The book of hours of Joan of France (livre d'heures de Jeanne de France, BnF ms NAL 3244) is a 15th-century illuminated manuscript forming a book of hours, named after Joan of France, Duchess of Bourbon, who owned the book in the 15th century. After her death, it passed to Catherine of Armagnac, whose coat of arms was added to the book. After her death, the whereabouts of the book are unknown; it reappeared again in the late 19th century when it was bought by private collector Victor Martin Le Roy. It then passed to his son-in-law, art historian Jean-Joseph Marquet de Vasselot. It was again sold in 2011, and then bought by the Bibliothèque nationale de France, thanks to funding from private donors. It is classified as a national treasure of France. The rich decoration, including 28 full-page miniatures, was mostly made by the so-called Master of Jouvenel.

==History==
The book of hours was made in the middle of the 15th century. It displays the coat of arms of Joan of France, the daughter of King Charles VII of France and Marie of Anjou. However, these coats of arms appear to have been painted over an earlier set of coats of arms, perhaps that of Margaret, Countess of Vertus or Marie of Brittany, abbess of Fontevraud Abbey. The book was given by Charles VII to his daughter for the occasion of her marriage to John II, Duke of Bourbon in 1452. On the death of Joan in 1482, the book passed to the second wife of John II, Catherine of Armagnac. Following her death in 1487, the fate of the book for the following centuries is unknown. It resurfaced in the possession of an antiques dealer in Leipzig, Germany in the 19th century, and was subsequently bought by French art collector Victor Martin Le Roy, and eventually passed to his son-in-law, art historian Jean-Joseph Marquet de Vasselot. It remained in private ownership until 2011, when it was sold at an auction at Christie's.

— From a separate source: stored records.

//! Benchmark Orchestrator
//!
//! Wires named candidates into trial runners and submits them together to one
//! refinement session.
//!
//! ## Data Flow
//!
//! ```text
//! Benchmark::candidate(name, scratch, call)   (one per competitor)
//!        │
//!        ▼
//!   TrialRunner per candidate  ← shared repeat count (from `tune`)
//!        │
//!        ▼
//! ┌──────────────────┐
//! │     Refiner      │  rounds → precision + stability → stop
//! └────────┬─────────┘
//!          │        ↘ optional EstimateStore: resume + save per round
//!          ▼
//!  BenchmarkRecord (name → estimate, merged with metadata tags)
//! ```

use crate::record::BenchmarkRecord;
use rankbench_core::{
    Clock, MonotonicClock, ObserverError, RandomSource, RefineConfig, RefineError, RefineObserver,
    Refiner, TracingObserver, Trial, TrialRunner,
};
use rankbench_stats::OnlineEstimate;
use rankbench_store::{EstimateStore, SessionId, SessionSnapshot, StoreError};
use std::collections::{BTreeMap, HashSet};
use thiserror::Error;
use tracing::info;

/// Errors from a benchmark session
#[derive(Debug, Error)]
pub enum BenchError {
    /// No candidates were registered
    #[error("benchmark has no candidates")]
    NoCandidates,

    /// Two candidates share a name
    #[error("duplicate candidate name: {0}")]
    DuplicateCandidate(String),

    /// Resume snapshot lists a different candidate set
    #[error("snapshot candidates {found:?} do not match {expected:?}")]
    SnapshotMismatch {
        /// Candidates registered now
        expected: Vec<String>,
        /// Candidates in the snapshot
        found: Vec<String>,
    },

    /// Refinement failed
    #[error(transparent)]
    Refine(#[from] RefineError),

    /// Loading or saving estimates failed
    #[error(transparent)]
    Store(#[from] StoreError),
}

type ArmFactory<'a, C> = Box<dyn FnOnce(u64, C) -> Box<dyn Trial + 'a> + 'a>;

/// A named set of competing candidates plus session settings
pub struct Benchmark<'a, C = MonotonicClock> {
    config: RefineConfig,
    clock: C,
    metadata: BTreeMap<String, String>,
    candidates: Vec<(String, ArmFactory<'a, C>)>,
}

impl<'a> Benchmark<'a, MonotonicClock> {
    /// New benchmark timed by the monotonic wall clock
    pub fn new(config: RefineConfig) -> Self {
        Self::with_clock(config, MonotonicClock::new())
    }
}

impl<'a, C: Clock + Clone + 'a> Benchmark<'a, C> {
    /// New benchmark timed by `clock`
    pub fn with_clock(config: RefineConfig, clock: C) -> Self {
        Self {
            config,
            clock,
            metadata: BTreeMap::new(),
            candidates: Vec::new(),
        }
    }

    /// Register a candidate.
    ///
    /// `scratch` is owned by this candidate alone for the whole session and
    /// handed to every call; `call` receives the round's common random stream.
    pub fn candidate<S, F, T>(mut self, name: impl Into<String>, scratch: S, call: F) -> Self
    where
        S: 'a,
        F: FnMut(&mut RandomSource, &mut S) -> T + 'a,
    {
        let factory: ArmFactory<'a, C> = Box::new(move |repeats, clock| {
            Box::new(TrialRunner::new(scratch, call, repeats, clock)) as Box<dyn Trial + 'a>
        });
        self.candidates.push((name.into(), factory));
        self
    }

    /// Attach a static metadata tag to the result record
    pub fn tag(mut self, key: impl Into<String>, value: impl Into<String>) -> Self {
        self.metadata.insert(key.into(), value.into());
        self
    }

    /// Attach several tags
    pub fn tags<K, V>(mut self, tags: impl IntoIterator<Item = (K, V)>) -> Self
    where
        K: Into<String>,
        V: Into<String>,
    {
        self.metadata
            .extend(tags.into_iter().map(|(k, v)| (k.into(), v.into())));
        self
    }

    /// Registered candidate names, in registration order
    pub fn names(&self) -> Vec<&str> {
        self.candidates.iter().map(|(name, _)| name.as_str()).collect()
    }

    /// Run one session, optionally resuming from a snapshot.
    ///
    /// A repeat count of 0 (budget exhausted during tuning) runs one call per sample.
    pub fn run(
        self,
        repeat_count: u64,
        resume_from: Option<&SessionSnapshot>,
    ) -> Result<BenchmarkRecord, BenchError> {
        self.run_observed(repeat_count, resume_from, &mut TracingObserver)
    }

    /// Run one session with a caller-supplied observer
    pub fn run_observed(
        self,
        repeat_count: u64,
        resume_from: Option<&SessionSnapshot>,
        observer: &mut dyn RefineObserver,
    ) -> Result<BenchmarkRecord, BenchError> {
        let refiner = Refiner::new(self.config.clone())?;
        let repeat_count = rankbench_core::effective_repeats(repeat_count);
        let (names, mut arms, metadata) = self.build(repeat_count)?;

        let resume = match resume_from {
            Some(snapshot) => Some(snapshot.aligned_to(&names).ok_or_else(|| {
                BenchError::SnapshotMismatch {
                    expected: names.clone(),
                    found: snapshot.names.clone(),
                }
            })?),
            None => None,
        };

        info!(
            candidates = names.len(),
            repeat_count,
            resumed = resume.is_some(),
            "starting benchmark session"
        );
        let outcome = refiner.run(arms.as_mut_slice(), resume.as_deref(), observer)?;
        info!(
            rounds = outcome.rounds,
            convergence = %outcome.convergence,
            "benchmark session finished"
        );

        Ok(BenchmarkRecord::from_outcome(
            &names,
            &outcome,
            repeat_count,
            metadata,
        ))
    }

    /// Run one session persisted under `session`.
    ///
    /// Picks up from the stored snapshot when there is one, and saves the
    /// estimates after every completed round so an aborted process loses at
    /// most the round in flight.
    pub fn run_with_store<S: EstimateStore>(
        self,
        repeat_count: u64,
        store: &mut S,
        session: &SessionId,
    ) -> Result<BenchmarkRecord, BenchError> {
        let snapshot = store.load_estimates(session)?;
        let names: Vec<String> = self.names().into_iter().map(String::from).collect();

        let mut observer = PersistingObserver {
            store,
            session,
            names: &names,
            inner: TracingObserver,
        };
        let mut record = self.run_observed(repeat_count, snapshot.as_ref(), &mut observer)?;
        record.session = Some(session.to_string());
        Ok(record)
    }

    fn build(
        self,
        repeat_count: u64,
    ) -> Result<(Vec<String>, Vec<Box<dyn Trial + 'a>>, BTreeMap<String, String>), BenchError> {
        if self.candidates.is_empty() {
            return Err(BenchError::NoCandidates);
        }

        let mut seen = HashSet::new();
        for (name, _) in &self.candidates {
            if !seen.insert(name.as_str()) {
                return Err(BenchError::DuplicateCandidate(name.clone()));
            }
        }

        let mut names = Vec::with_capacity(self.candidates.len());
        let mut arms = Vec::with_capacity(self.candidates.len());
        for (name, factory) in self.candidates {
            names.push(name);
            arms.push(factory(repeat_count, self.clock.clone()));
        }
        Ok((names, arms, self.metadata))
    }
}

/// Saves a snapshot after every round, then defers to `inner`
struct PersistingObserver<'s, S> {
    store: &'s mut S,
    session: &'s SessionId,
    names: &'s [String],
    inner: TracingObserver,
}

impl<S: EstimateStore> RefineObserver for PersistingObserver<'_, S> {
    fn on_resume(&mut self, round: u64) {
        self.inner.on_resume(round);
    }

    fn on_round(&mut self, round: u64, estimates: &[OnlineEstimate]) -> Result<(), ObserverError> {
        let snapshot = SessionSnapshot::new(
            self.names.to_vec(),
            estimates.iter().map(OnlineEstimate::state).collect(),
        );
        self.store.save_estimates(self.session, &snapshot)?;
        self.inner.on_round(round, estimates)
    }

    fn on_early_stop(&mut self, round: u64) {
        self.inner.on_early_stop(round);
    }
}
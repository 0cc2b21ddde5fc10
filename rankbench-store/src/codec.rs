//! Serialization Codecs

use crate::cache::StoreError;
use serde::Serialize;
use serde::de::DeserializeOwned;

/// Turns values into bytes and back
pub trait Codec {
    /// File extension used by directory backends
    fn extension(&self) -> &'static str;

    /// Serialize a value
    fn encode<T: Serialize>(&self, value: &T) -> Result<Vec<u8>, StoreError>;

    /// Deserialize a value
    fn decode<T: DeserializeOwned>(&self, bytes: &[u8]) -> Result<T, StoreError>;
}

/// Pretty-printed JSON
#[derive(Debug, Default, Clone, Copy)]
pub struct JsonCodec;

impl Codec for JsonCodec {
    fn extension(&self) -> &'static str {
        "json"
    }

    fn encode<T: Serialize>(&self, value: &T) -> Result<Vec<u8>, StoreError> {
        serde_json::to_vec_pretty(value).map_err(|e| StoreError::Encode(e.to_string()))
    }

    fn decode<T: DeserializeOwned>(&self, bytes: &[u8]) -> Result<T, StoreError> {
        serde_json::from_slice(bytes).map_err(|e| StoreError::Decode(e.to_string()))
    }
}

/// TOML; values must serialize to a table (structs and maps)
#[derive(Debug, Default, Clone, Copy)]
pub struct TomlCodec;

impl Codec for TomlCodec {
    fn extension(&self) -> &'static str {
        "toml"
    }

    fn encode<T: Serialize>(&self, value: &T) -> Result<Vec<u8>, StoreError> {
        toml::to_string_pretty(value)
            .map(String::into_bytes)
            .map_err(|e| StoreError::Encode(e.to_string()))
    }

    fn decode<T: DeserializeOwned>(&self, bytes: &[u8]) -> Result<T, StoreError> {
        let text = std::str::from_utf8(bytes).map_err(|e| StoreError::Decode(e.to_string()))?;
        toml::from_str(text).map_err(|e| StoreError::Decode(e.to_string()))
    }
}

#[cfg(test)]
mod tests {
    use super::*;
    use serde::Deserialize;

    #[derive(Debug, PartialEq, Serialize, Deserialize)]
    struct Entry {
        name: String,
        mean: f64,
        count: u64,
    }

    fn entry() -> Entry {
        Entry {
            name: "reverse-mode".to_string(),
            mean: 1234.5,
            count: 40,
        }
    }

    #[test]
    fn test_json_codec() {
        let bytes = JsonCodec.encode(&entry()).unwrap();
        assert!(std::str::from_utf8(&bytes).unwrap().contains("\"mean\": 1234.5"));
        assert_eq!(JsonCodec.decode::<Entry>(&bytes).unwrap(), entry());
    }

    #[test]
    fn test_toml_codec() {
        let bytes = TomlCodec.encode(&entry()).unwrap();
        assert!(std::str::from_utf8(&bytes).unwrap().contains("count = 40"));
        assert_eq!(TomlCodec.decode::<Entry>(&bytes).unwrap(), entry());
    }

    #[test]
    fn test_decode_garbage() {
        assert!(matches!(
            JsonCodec.decode::<Entry>(b"{not json"),
            Err(StoreError::Decode(_))
        ));
        assert!(matches!(
            TomlCodec.decode::<Entry>(&[0xff, 0xfe]),
            Err(StoreError::Decode(_))
        ));
    }
}
//! Ranking and Stopping Checks
//!
//! Pure functions of the current estimates. Evaluating them twice without new
//! samples gives the same answer.

use crate::estimate::{OnlineEstimate, StatsError};

/// Order of candidates by current mean, plus whether that order is significant
#[derive(Debug, Clone, PartialEq, Eq)]
pub struct Ranking {
    /// Candidate indices, cheapest mean first
    pub order: Vec<usize>,
    /// Every adjacent pair in `order` has disjoint intervals
    pub stable: bool,
}

impl Ranking {
    /// Rank a set of estimates
    pub fn of(estimates: &[OnlineEstimate]) -> Self {
        let order = rank_by_mean(estimates);
        let stable = adjacent_separated(estimates, &order);
        Self { order, stable }
    }

    /// Zero-based rank of candidate `index`
    pub fn position(&self, index: usize) -> Option<usize> {
        self.order.iter().position(|&i| i == index)
    }
}

/// Candidate indices sorted by ascending mean (ties keep input order)
pub fn rank_by_mean(estimates: &[OnlineEstimate]) -> Vec<usize> {
    let mut order: Vec<usize> = (0..estimates.len()).collect();
    order.sort_by(|&a, &b| estimates[a].mean().total_cmp(&estimates[b].mean()));
    order
}

/// Whether the mean ordering is statistically distinguishable.
///
/// Only neighbours in sorted order are compared, not every pair.
pub fn is_stable(estimates: &[OnlineEstimate]) -> bool {
    adjacent_separated(estimates, &rank_by_mean(estimates))
}

fn adjacent_separated(estimates: &[OnlineEstimate], order: &[usize]) -> bool {
    order
        .windows(2)
        .all(|pair| estimates[pair[0]].is_below(&estimates[pair[1]]))
}

/// Whether every relative half-width is below `rtol`.
///
/// With `zero_mean_floor` set, a mean of exactly zero is replaced by the floor;
/// without it such a candidate fails with [`StatsError::DivisionUndefined`].
pub fn all_precise(
    estimates: &[OnlineEstimate],
    rtol: f64,
    zero_mean_floor: Option<f64>,
) -> Result<bool, StatsError> {
    for est in estimates {
        let relative = match zero_mean_floor {
            Some(floor) => est.relative_half_width_or(floor),
            None => est.relative_half_width()?,
        };
        if !(relative < rtol) {
            return Ok(false);
        }
    }
    Ok(true)
}
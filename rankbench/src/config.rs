//! Configuration loading from rankbench.toml
//!
//! RankBench settings can live in a `rankbench.toml` file in the project root.
//! The file is discovered by walking up from the current directory; every
//! section is optional and falls back to its defaults.

use anyhow::Context;
use rankbench_core::RefineConfig;
use rankbench_store::{Cache, Codec, DirBackend, JsonCodec, StoreError, TomlCodec};
use serde::de::DeserializeOwned;
use serde::{Deserialize, Serialize};
use std::collections::BTreeMap;
use std::path::{Path, PathBuf};

/// File name looked up by [`RankConfig::discover`]
pub const CONFIG_FILE: &str = "rankbench.toml";

/// RankBench configuration
#[derive(Debug, Clone, Serialize, Deserialize, Default)]
pub struct RankConfig {
    /// Refinement parameters
    #[serde(default)]
    pub refiner: RefineConfig,
    /// Repeat-count calibration
    #[serde(default)]
    pub tuning: TuningConfig,
    /// Persisted estimates
    #[serde(default)]
    pub store: StoreConfig,
    /// Static tags merged into every result record
    #[serde(default)]
    pub metadata: BTreeMap<String, String>,
}

/// Repeat-count calibration
#[derive(Debug, Clone, Serialize, Deserialize)]
pub struct TuningConfig {
    /// Wall-time budget per trial sample (e.g., "100ms", "1s")
    #[serde(default = "default_budget")]
    pub budget: String,
}

impl Default for TuningConfig {
    fn default() -> Self {
        Self {
            budget: default_budget(),
        }
    }
}

fn default_budget() -> String {
    "100ms".to_string()
}

/// Serialization format of stored estimates
#[derive(Debug, Clone, Copy, PartialEq, Eq, Serialize, Deserialize, Default)]
#[serde(rename_all = "kebab-case")]
pub enum StoreCodec {
    /// Pretty JSON (default)
    #[default]
    Json,
    /// TOML tables
    Toml,
}

impl Codec for StoreCodec {
    fn extension(&self) -> &'static str {
        match self {
            StoreCodec::Json => JsonCodec.extension(),
            StoreCodec::Toml => TomlCodec.extension(),
        }
    }

    fn encode<T: Serialize>(&self, value: &T) -> Result<Vec<u8>, StoreError> {
        match self {
            StoreCodec::Json => JsonCodec.encode(value),
            StoreCodec::Toml => TomlCodec.encode(value),
        }
    }

    fn decode<T: DeserializeOwned>(&self, bytes: &[u8]) -> Result<T, StoreError> {
        match self {
            StoreCodec::Json => JsonCodec.decode(bytes),
            StoreCodec::Toml => TomlCodec.decode(bytes),
        }
    }
}

/// Persisted estimates configuration
#[derive(Debug, Clone, Serialize, Deserialize)]
pub struct StoreConfig {
    /// Root directory for session data
    #[serde(default = "default_store_dir")]
    pub directory: String,
    /// Codec: "json" or "toml"
    #[serde(default)]
    pub codec: StoreCodec,
}

impl Default for StoreConfig {
    fn default() -> Self {
        Self {
            directory: default_store_dir(),
            codec: StoreCodec::default(),
        }
    }
}

fn default_store_dir() -> String {
    "target/rankbench".to_string()
}

impl StoreConfig {
    /// Open a directory-backed cache with the configured codec
    pub fn open(&self) -> Cache<DirBackend, StoreCodec> {
        Cache::new(DirBackend::new(PathBuf::from(&self.directory)), self.codec)
    }
}

impl RankConfig {
    /// Load configuration from a TOML file
    pub fn load(path: impl AsRef<Path>) -> anyhow::Result<Self> {
        let path = path.as_ref();
        let content = std::fs::read_to_string(path)
            .with_context(|| format!("reading {}", path.display()))?;
        let config: Self =
            toml::from_str(&content).with_context(|| format!("parsing {}", path.display()))?;
        config.validate()?;
        Ok(config)
    }

    /// Try to discover and load configuration by walking up from current directory
    pub fn discover() -> Option<Self> {
        let mut dir = std::env::current_dir().ok()?;
        loop {
            let config_path = dir.join(CONFIG_FILE);
            if config_path.exists() {
                return Self::load(&config_path).ok();
            }
            if !dir.pop() {
                break;
            }
        }
        None
    }

    /// Check every section
    pub fn validate(&self) -> anyhow::Result<()> {
        self.refiner.validate()?;
        Self::parse_duration(&self.tuning.budget).context("invalid [tuning] budget")?;
        if self.store.directory.trim().is_empty() {
            anyhow::bail!("[store] directory must not be empty");
        }
        Ok(())
    }

    /// Tuning budget in nanoseconds
    pub fn budget_nanos(&self) -> anyhow::Result<u64> {
        Self::parse_duration(&self.tuning.budget)
    }

    /// Open the configured estimate store
    pub fn open_store(&self) -> Cache<DirBackend, StoreCodec> {
        self.store.open()
    }

    /// Generate a default configuration as TOML string
    pub fn default_toml() -> String {
        r#"# RankBench Configuration

[refiner]
# Rounds before any stopping check
n_min = 10
# Hard cap on rounds (observations per candidate)
n_max = 100
# Relative half-width every candidate must reach
rtol = 0.05
# One-sided tail probability of the confidence intervals
tail_probability = 0.01
# Base seed of the common random stream
seed = 6840387351076585199
# Stand-in for a mean of exactly zero (uncomment to enable)
# zero_mean_floor = 1e-9

[tuning]
# Wall-time budget of one trial sample
budget = "100ms"

[store]
# Root directory for persisted estimates
directory = "target/rankbench"
# Codec: json or toml
codec = "json"

[metadata]
# Tags merged into every result record
# host = "ci-runner-3"
"#
        .to_string()
    }

    /// Parse duration string (e.g., "3s", "500ms", "2m") to nanoseconds
    pub fn parse_duration(s: &str) -> anyhow::Result<u64> {
        let s = s.trim();
        if s.is_empty() {
            anyhow::bail!("empty duration string");
        }

        let (num_part, unit_part) = s
            .char_indices()
            .find(|(_, c)| c.is_alphabetic())
            .map(|(i, _)| s.split_at(i))
            .unwrap_or((s, "s"));

        let value: f64 = num_part
            .trim()
            .parse()
            .map_err(|_| anyhow::anyhow!("invalid duration number: {}", num_part))?;
        if !value.is_finite() || value < 0.0 {
            anyhow::bail!("duration must be finite and non-negative: {}", s);
        }

        let multiplier: u64 = match unit_part.to_lowercase().as_str() {
            "ns" => 1,
            "us" | "µs" => 1_000,
            "ms" => 1_000_000,
            "s" => 1_000_000_000,
            "m" | "min" => 60_000_000_000,
            _ => anyhow::bail!("unknown duration unit: {}", unit_part),
        };

        Ok((value * multiplier as f64) as u64)
    }
}
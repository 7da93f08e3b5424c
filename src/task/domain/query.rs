//! Filtered, paginated task retrieval requests.
//!
//! A [`TaskQuery`] is a plain value: a list of equality constraints joined
//! with logical AND, a page selector, and an optional sort. Storage adapters
//! interpret it; nothing here touches storage.

use super::{ProjectId, Task, TaskDomainError, TaskPriority, TaskStatus};
use std::cmp::Ordering;

/// Page size used when the caller does not choose one.
pub const DEFAULT_PAGE_SIZE: u32 = 10;

/// Equality constraint on a task field.
#[derive(Debug, Clone, Copy, PartialEq, Eq)]
pub enum TaskFilter {
    /// Task belongs to the project.
    Project(ProjectId),
    /// Task has the status.
    Status(TaskStatus),
    /// Task has the priority.
    Priority(TaskPriority),
}

impl TaskFilter {
    /// Returns `true` when the task satisfies the constraint.
    #[must_use]
    pub fn matches(self, task: &Task) -> bool {
        match self {
            Self::Project(project_id) => task.project_id() == project_id,
            Self::Status(status) => task.status() == status,
            Self::Priority(priority) => task.priority() == priority,
        }
    }
}

/// Zero-based page selector.
#[derive(Debug, Clone, Copy, PartialEq, Eq, Hash)]
pub struct PageRequest {
    page: u32,
    size: u32,
}

impl PageRequest {
    /// Creates a page selector.
    ///
    /// # Errors
    ///
    /// Returns [`TaskDomainError::InvalidPageSize`] when `size` is zero.
    pub const fn new(page: u32, size: u32) -> Result<Self, TaskDomainError> {
        if size == 0 {
            return Err(TaskDomainError::InvalidPageSize(size));
        }
        Ok(Self { page, size })
    }

    /// Returns the zero-based page index.
    #[must_use]
    pub const fn page(self) -> u32 {
        self.page
    }

    /// Returns the maximum number of items on the page.
    #[must_use]
    pub const fn size(self) -> u32 {
        self.size
    }

    /// Returns the number of items preceding the page.
    #[must_use]
    pub fn offset(self) -> u64 {
        u64::from(self.page) * u64::from(self.size)
    }
}

impl Default for PageRequest {
    fn default() -> Self {
        Self {
            page: 0,
            size: DEFAULT_PAGE_SIZE,
        }
    }
}

/// Field a task page may be ordered by.
#[derive(Debug, Clone, Copy, PartialEq, Eq)]
pub enum TaskSortField {
    /// Store identity (creation order).
    Id,
    /// Creation timestamp.
    CreatedAt,
    /// Due date; undated tasks always come last.
    DueDate,
}

/// Sort direction.
#[derive(Debug, Clone, Copy, PartialEq, Eq)]
pub enum SortDirection {
    /// Smallest first.
    Asc,
    /// Largest first.
    Desc,
}

/// Explicit ordering for a task page.
#[derive(Debug, Clone, Copy, PartialEq, Eq)]
pub struct TaskSort {
    /// Field to order by.
    pub field: TaskSortField,
    /// Direction to order in.
    pub direction: SortDirection,
}

impl TaskSort {
    /// Creates an ordering.
    #[must_use]
    pub const fn new(field: TaskSortField, direction: SortDirection) -> Self {
        Self { field, direction }
    }

    /// Compares two tasks under this ordering.
    #[must_use]
    pub fn compare(self, left: &Task, right: &Task) -> Ordering {
        let ordering = match self.field {
            TaskSortField::Id => left.id().cmp(&right.id()),
            TaskSortField::CreatedAt => left.created_at().cmp(&right.created_at()),
            TaskSortField::DueDate => {
                return match (left.due_date(), right.due_date()) {
                    (Some(a), Some(b)) => self.directed(a.cmp(&b)),
                    (Some(_), None) => Ordering::Less,
                    (None, Some(_)) => Ordering::Greater,
                    (None, None) => Ordering::Equal,
                };
            }
        };
        self.directed(ordering)
    }

    const fn directed(self, ordering: Ordering) -> Ordering {
        match self.direction {
            SortDirection::Asc => ordering,
            SortDirection::Desc => ordering.reverse(),
        }
    }
}

impl Default for TaskSort {
    fn default() -> Self {
        Self::new(TaskSortField::Id, SortDirection::Asc)
    }
}

/// Project-scoped task retrieval request.
#[derive(Debug, Clone, PartialEq, Eq)]
pub struct TaskQuery {
    filters: Vec<TaskFilter>,
    page: PageRequest,
    sort: Option<TaskSort>,
}

impl TaskQuery {
    /// Starts a query scoped to one project, first page, default size.
    #[must_use]
    pub fn for_project(project_id: ProjectId) -> Self {
        Self {
            filters: vec![TaskFilter::Project(project_id)],
            page: PageRequest::default(),
            sort: None,
        }
    }

    /// Narrows to the status when one is supplied.
    #[must_use]
    pub fn with_status(mut self, status: Option<TaskStatus>) -> Self {
        if let Some(value) = status {
            self.filters.push(TaskFilter::Status(value));
        }
        self
    }

    /// Narrows to the priority when one is supplied.
    #[must_use]
    pub fn with_priority(mut self, priority: Option<TaskPriority>) -> Self {
        if let Some(value) = priority {
            self.filters.push(TaskFilter::Priority(value));
        }
        self
    }

    /// Selects the page to return.
    #[must_use]
    pub const fn with_page(mut self, page: PageRequest) -> Self {
        self.page = page;
        self
    }

    /// Requests an explicit ordering.
    #[must_use]
    pub const fn with_sort(mut self, sort: TaskSort) -> Self {
        self.sort = Some(sort);
        self
    }

    /// Returns the AND-joined constraints. The project scope comes first.
    #[must_use]
    pub fn filters(&self) -> &[TaskFilter] {
        &self.filters
    }

    /// Returns the page selector.
    #[must_use]
    pub const fn page(&self) -> PageRequest {
        self.page
    }

    /// Returns the explicit ordering, if one was requested.
    #[must_use]
    pub const fn sort(&self) -> Option<TaskSort> {
        self.sort
    }

    /// Returns the ordering to apply, falling back to identity ascending.
    #[must_use]
    pub fn effective_sort(&self) -> TaskSort {
        self.sort.unwrap_or_default()
    }

    /// Returns `true` when the task satisfies every constraint.
    #[must_use]
    pub fn matches(&self, task: &Task) -> bool {
        self.filters.iter().all(|filter| filter.matches(task))
    }
}

/// One page of results plus the size of the full matching set.
#[derive(Debug, Clone, PartialEq, Eq)]
pub struct Page<T> {
    items: Vec<T>,
    total: u64,
    request: PageRequest,
}

impl<T> Page<T> {
    /// Creates a page.
    #[must_use]
    pub const fn new(items: Vec<T>, total: u64, request: PageRequest) -> Self {
        Self {
            items,
            total,
            request,
        }
    }

    /// Returns the items on this page.
    #[must_use]
    pub fn items(&self) -> &[T] {
        &self.items
    }

    /// Consumes the page, returning its items.
    #[must_use]
    pub fn into_items(self) -> Vec<T> {
        self.items
    }

    /// Returns the number of items matching the query across all pages.
    #[must_use]
    pub const fn total(&self) -> u64 {
        self.total
    }

    /// Returns the page selector that produced this page.
    #[must_use]
    pub const fn request(&self) -> PageRequest {
        self.request
    }

    /// Returns the number of pages needed for the full matching set.
    #[must_use]
    pub fn total_pages(&self) -> u64 {
        self.total.div_ceil(u64::from(self.request.size()))
    }

    /// Returns `true` when the page holds no items.
    #[must_use]
    pub fn is_empty(&self) -> bool {
        self.items.is_empty()
    }

    /// Maps every item, keeping totals.
    #[must_use]
    pub fn map<U>(self, f: impl FnMut(T) -> U) -> Page<U> {
        Page {
            items: self.items.into_iter().map(f).collect(),
            total: self.total,
            request: self.request,
        }
    }
}
//! Port contracts for project and task tracking.
//!
//! Ports define infrastructure-agnostic interfaces used by task services.

pub mod repository;

pub use repository::{TaskStore, TaskStoreError, TaskStoreResult, TaskStoreTransaction};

A call was launched by the Bibliothèque nationale de France, the French national library, for private donors to supply the means to buy the manuscript, and following wide public support the library bought the book. Since then it has formed part of the library collection and has been classified as a national treasure of France. A detailed description of the book was made in 1909 by librarian and art historian Paul-André Lemoisne.

==Description==
The pages of the book are made of vellum and the text is written in Gothic script. It is unusually richly decorated, both with miniatures and decorations in the margins. It contains 28 full-page miniatures and 37 smaller miniatures, two of which are attributed to Jean Fouquet and the rest made by the Master of Jouvenel. The coat of arms of Joan of France appears on seven of the pages of the book, and the coat of arms of Catherine of Armagnac on four of the pages. The binding is from the 19th century, reusing velvet of an earlier date.